Quand j’ai lu la série des romanciers
anglais, Defoe, Richardson, Fielding, Smollett, Sterne et Goldsmith, jusqu’à
Miss Burney et Miss Austen, je connais l’Angleterre du dix-huitième siècle ; j’ai
vu des clergymen, des gentilshommes de campagne, des fermiers, des aubergistes,
des marins, des gens de toute condition, haute et basse ; je sais le détail des
fortunes et des carrières, ce qu’on gagne, ce qu’on dépense, comment l’on
voyage, ce qu’on mange et ce qu’on boit ; j’ai en mains une file de biographies
circonstanciées et précises, un tableau complet, à mille scènes, de la société
tout entière, le plus ample amas de renseignements pour me guider quand je
voudrai faire l’histoire de ce monde évanoui. Si maintenant je lis la file
correspondante des romanciers français, Crébillon fils, Rousseau, Marmontel,
Laclos, Rétif de la Bretonne, Louvet, Mme de Staël, Mme de Genlis et le reste,
y compris Mercier et jusqu’à Mme Cottin, je n’ai presque point de notes à
prendre ; les petits faits positifs et instructifs sont omis ; je vois des
politesses, des gentillesses, des galanteries, des polissonneries, des
dissertations de société, et puis c’est tout. On se garde bien de me parler
d’argent, de me donner des chiffres, de me raconter un mariage, un procès,
l’administration d’une terre ; j’ignore la situation d’un curé, d’un seigneur
rural, d’un prieur résident, d’un régisseur, d’un intendant. Tout ce qui
concerne la province et la campagne, la bourgeoisie et la boutique , l’armée et le soldat, le clergé et les couvents,
la justice et la police, le négoce et le ménage, reste vague ou devient faux ;
pour y démêler quelque chose, il me faut recourir à ce merveilleux Voltaire
qui, lorsqu’il a mis bas le grand habit classique, a ses coudées franches et
dit tout. Sur les organes les plus
vitaux de la société, sur les règles et les pratiques qui vont provoquer une
révolution, sur les droits féodaux et la justice seigneuriale, sur le
recrutement et l’intérieur des monastères, sur les douanes de province, les
corporations et les maîtrises, sur la dîme et la corvée , la littérature ne m’apprend presque rien.

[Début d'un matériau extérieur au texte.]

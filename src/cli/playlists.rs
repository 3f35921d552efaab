use tabled::Table;

use crate::{
    category::AlbumGroupExtended,
    error::Result,
    info, success,
    types::PlaylistStoreTableRow,
};

use super::Bot;

pub async fn list_playlists(bot: &Bot) -> Result<()> {
    let stores = bot.crawler.cache().get_all().await?;

    let rows: Vec<PlaylistStoreTableRow> = AlbumGroupExtended::ALL
        .iter()
        .filter_map(|group| stores.get(group))
        .map(PlaylistStoreTableRow::from)
        .collect();

    if rows.is_empty() {
        info!("No playlist stores configured.");
        return Ok(());
    }

    println!("{}", Table::new(rows));
    Ok(())
}

pub async fn set_playlist(
    bot: &Bot,
    group: AlbumGroupExtended,
    playlist_id: Option<String>,
) -> Result<()> {
    let playlist_id = playlist_id.filter(|id| !id.trim().is_empty());
    let enabled = playlist_id.is_some();
    bot.crawler.cache().set_playlist_id(group, playlist_id).await?;

    if enabled {
        success!("Playlist for {} set.", group.label());
    } else {
        success!("{} disabled.", group.label());
    }
    Ok(())
}

pub async fn save_token(bot: &Bot, access_token: &str, refresh_token: &str) -> Result<()> {
    bot.database
        .save_credentials(access_token, refresh_token)
        .await?;
    success!("Credentials saved.");
    Ok(())
}
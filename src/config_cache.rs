//! Read-mostly view of the playlist store configuration.
//!
//! The whole map is loaded in one go on the first read after an invalidation and
//! shared as an `Arc` snapshot. Every write goes to the database first and then
//! drops the snapshot, so the next read observes it. A failed load leaves the
//! snapshot empty and the next read simply tries again.

use std::{collections::HashMap, sync::Arc};

use tokio::sync::Mutex;

use crate::{
    category::{AlbumGroup, AlbumGroupExtended},
    error::Result,
    management::BotDatabase,
    types::PlaylistStore,
};

pub type PlaylistStoreMap = HashMap<AlbumGroupExtended, PlaylistStore>;

pub struct PlaylistStoreCache {
    database: Arc<dyn BotDatabase>,
    snapshot: Mutex<Option<Arc<PlaylistStoreMap>>>,
}

impl PlaylistStoreCache {
    pub fn new(database: Arc<dyn BotDatabase>) -> Self {
        Self {
            database,
            snapshot: Mutex::new(None),
        }
    }

    /// The cached snapshot, loading it if absent. Concurrent readers wait for a
    /// single load instead of racing each other.
    pub async fn get_all(&self) -> Result<Arc<PlaylistStoreMap>> {
        let mut snapshot = self.snapshot.lock().await;
        if let Some(stores) = snapshot.as_ref() {
            return Ok(Arc::clone(stores));
        }

        let stores = Arc::new(self.database.load_playlist_stores().await?);
        tracing::debug!(stores = stores.len(), "Loaded playlist stores");
        *snapshot = Some(Arc::clone(&stores));
        Ok(stores)
    }

    pub async fn get(&self, group: AlbumGroupExtended) -> Result<Option<PlaylistStore>> {
        Ok(self.get_all().await?.get(&group).cloned())
    }

    /// Base groups with a playlist set, in declaration order.
    pub async fn enabled_album_groups(&self) -> Result<Vec<AlbumGroup>> {
        let stores = self.get_all().await?;
        Ok(AlbumGroup::ALL
            .into_iter()
            .filter(|group| is_enabled(&stores, group.default_extended()))
            .collect())
    }

    /// Extended groups with a playlist set, in declaration order.
    pub async fn enabled_extended_groups(&self) -> Result<Vec<AlbumGroupExtended>> {
        let stores = self.get_all().await?;
        Ok(AlbumGroupExtended::ALL
            .into_iter()
            .filter(|group| is_enabled(&stores, *group))
            .collect())
    }

    pub async fn refresh(&self, group: AlbumGroupExtended) -> Result<()> {
        let result = self.database.refresh_playlist_store(group).await;
        self.invalidate().await;
        result
    }

    pub async fn unset(&self, group: AlbumGroupExtended) -> Result<()> {
        let result = self.database.unset_playlist_store(group).await;
        self.invalidate().await;
        result
    }

    pub async fn set_playlist_id(
        &self,
        group: AlbumGroupExtended,
        playlist_id: Option<String>,
    ) -> Result<()> {
        let result = self.database.set_playlist_id(group, playlist_id).await;
        self.invalidate().await;
        result
    }

    pub async fn invalidate(&self) {
        *self.snapshot.lock().await = None;
    }
}

fn is_enabled(stores: &PlaylistStoreMap, group: AlbumGroupExtended) -> bool {
    stores.get(&group).is_some_and(PlaylistStore::is_enabled)
}
use clap::{
    CommandFactory, Parser, Subcommand,
    builder::{
        Styles,
        styling::{AnsiColor, Effects},
    },
};
use clap_complete::{Shell, generate};

use sporlbot::{
    category::AlbumGroupExtended,
    cli::{self, Bot},
    config::{self, Settings},
    error, logging,
};

fn styles() -> Styles {
    Styles::styled()
        .header(AnsiColor::White.on_default() | Effects::BOLD)
        .usage(AnsiColor::White.on_default() | Effects::BOLD)
        .literal(AnsiColor::BrightBlue.on_default())
        .placeholder(AnsiColor::BrightGreen.on_default())
}

#[derive(Parser, Debug, Clone)]
#[clap(
  version = env!("CARGO_PKG_VERSION"),
  name=env!("CARGO_PKG_NAME"),
  bin_name=env!("CARGO_PKG_NAME"),
  about=env!("CARGO_PKG_DESCRIPTION"),
  styles=styles(),
)]
struct Cli {
    /// Log debug output
    #[clap(long, short, global = true)]
    verbose: bool,

    #[clap(subcommand)]
    command: Command,
}

#[derive(Subcommand, Debug, Clone)]
pub enum Command {
    /// Crawl periodically and serve the HTTP endpoints
    Serve,

    /// Run a single crawl
    Crawl,

    /// Remove obsolete [NEW] indicators from playlists
    ClearNotifiers,

    /// Show or change the playlist of each album group
    Playlists(PlaylistsOptions),

    /// Store the access and refresh token used for the Spotify API
    Token(TokenOptions),

    /// Print the log file
    Log(LogOptions),

    /// Get shell completions
    Completions(CompletionsOption),
}

#[derive(Parser, Debug, Clone)]
pub struct PlaylistsOptions {
    #[command(subcommand)]
    pub command: Option<PlaylistsSubcommand>,
}

#[derive(Subcommand, Debug, Clone)]
pub enum PlaylistsSubcommand {
    /// Set the playlist of a group; omit the id to disable the group
    Set(PlaylistSetOpts),
}

#[derive(Parser, Debug, Clone)]
pub struct PlaylistSetOpts {
    /// Album group, e.g. album, single, ep, appears-on
    #[clap(value_parser = parse_group)]
    pub group: AlbumGroupExtended,

    pub playlist_id: Option<String>,
}

#[derive(Parser, Debug, Clone)]
pub struct TokenOptions {
    pub access_token: String,
    pub refresh_token: String,
}

#[derive(Parser, Debug, Clone)]
pub struct LogOptions {
    /// Number of lines, negative for the whole file
    #[clap(long, allow_negative_numbers = true)]
    pub limit: Option<i64>,
}

#[derive(Parser, Debug, Clone)]
pub struct CompletionsOption {
    shell: Shell,
}

fn parse_group(value: &str) -> Result<AlbumGroupExtended, String> {
    value.parse()
}

#[tokio::main]
async fn main() {
    if let Err(e) = config::load_env().await {
        error!("Cannot load environment. Err: {}", e);
    }

    let cli = Cli::parse();

    if let Command::Completions(opt) = &cli.command {
        let mut cmd = Cli::command_for_update();
        let name = cmd.get_name().to_string();
        generate(opt.shell, &mut cmd, name, &mut std::io::stdout());
        return;
    }

    let settings = match Settings::from_env() {
        Ok(settings) => settings,
        Err(e) => error!("{}", e),
    };
    if let Err(e) = logging::init(&settings.log_file, cli.verbose) {
        error!("Cannot set up logging. Err: {}", e);
    }

    let bot = Bot::from_settings(settings);

    let result = match cli.command {
        Command::Serve => cli::serve(bot).await,
        Command::Crawl => cli::crawl(&bot).await,
        Command::ClearNotifiers => cli::clear_notifiers(&bot).await,
        Command::Playlists(opt) => match opt.command {
            Some(PlaylistsSubcommand::Set(s)) => {
                cli::set_playlist(&bot, s.group, s.playlist_id).await
            }
            None => cli::list_playlists(&bot).await,
        },
        Command::Token(opt) => cli::save_token(&bot, &opt.access_token, &opt.refresh_token).await,
        Command::Log(opt) => cli::show_log(&bot, opt.limit).await,
        Command::Completions(_) => Ok(()),
    };

    if let Err(e) = result {
        error!("{}", e);
    }
}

Il semble que pour elle il n’y ait que des salons et des gens de lettres. Le
reste est non avenu ; au-dessous de la bonne compagnie qui cause, la France
paraît vide. – Quand viendra la Révolution, le retranchement sera plus grand
encore. Parcourez les harangues de tribune et le club, les rapports, les motifs
de loi, les pamphlets, tant d’écrits inspirés par des événements présents et
poignants ; nulle idée de la créature humaine
telle qu’on l’a sous les yeux, dans les champs et dans la rue ; on se la figure
toujours comme un automate simple, dont le mécanisme est connu. Chez les
écrivains, elle était tout à l’heure une serinette à phrases ; pour les
politiques, elle est maintenant une serinette à votes, qu’il suffit de
toucher du doigt à l’endroit convenable pour lui faire rendre la réponse qui
convient. Jamais de faits ; rien que des
abstractions, des enfilades de sentences sur la nature, la raison, le peuple,
les tyrans, la liberté, sortes de ballons gonflés et entrechoqués inutilement
dans les espaces. Si,l’on ne savait pas que tout cela aboutit à des effets
pratiques et terribles, on croirait à un jeu de logique, à des exercices
d’école, à des parades d’académie, à des combinaisons d’idéologie.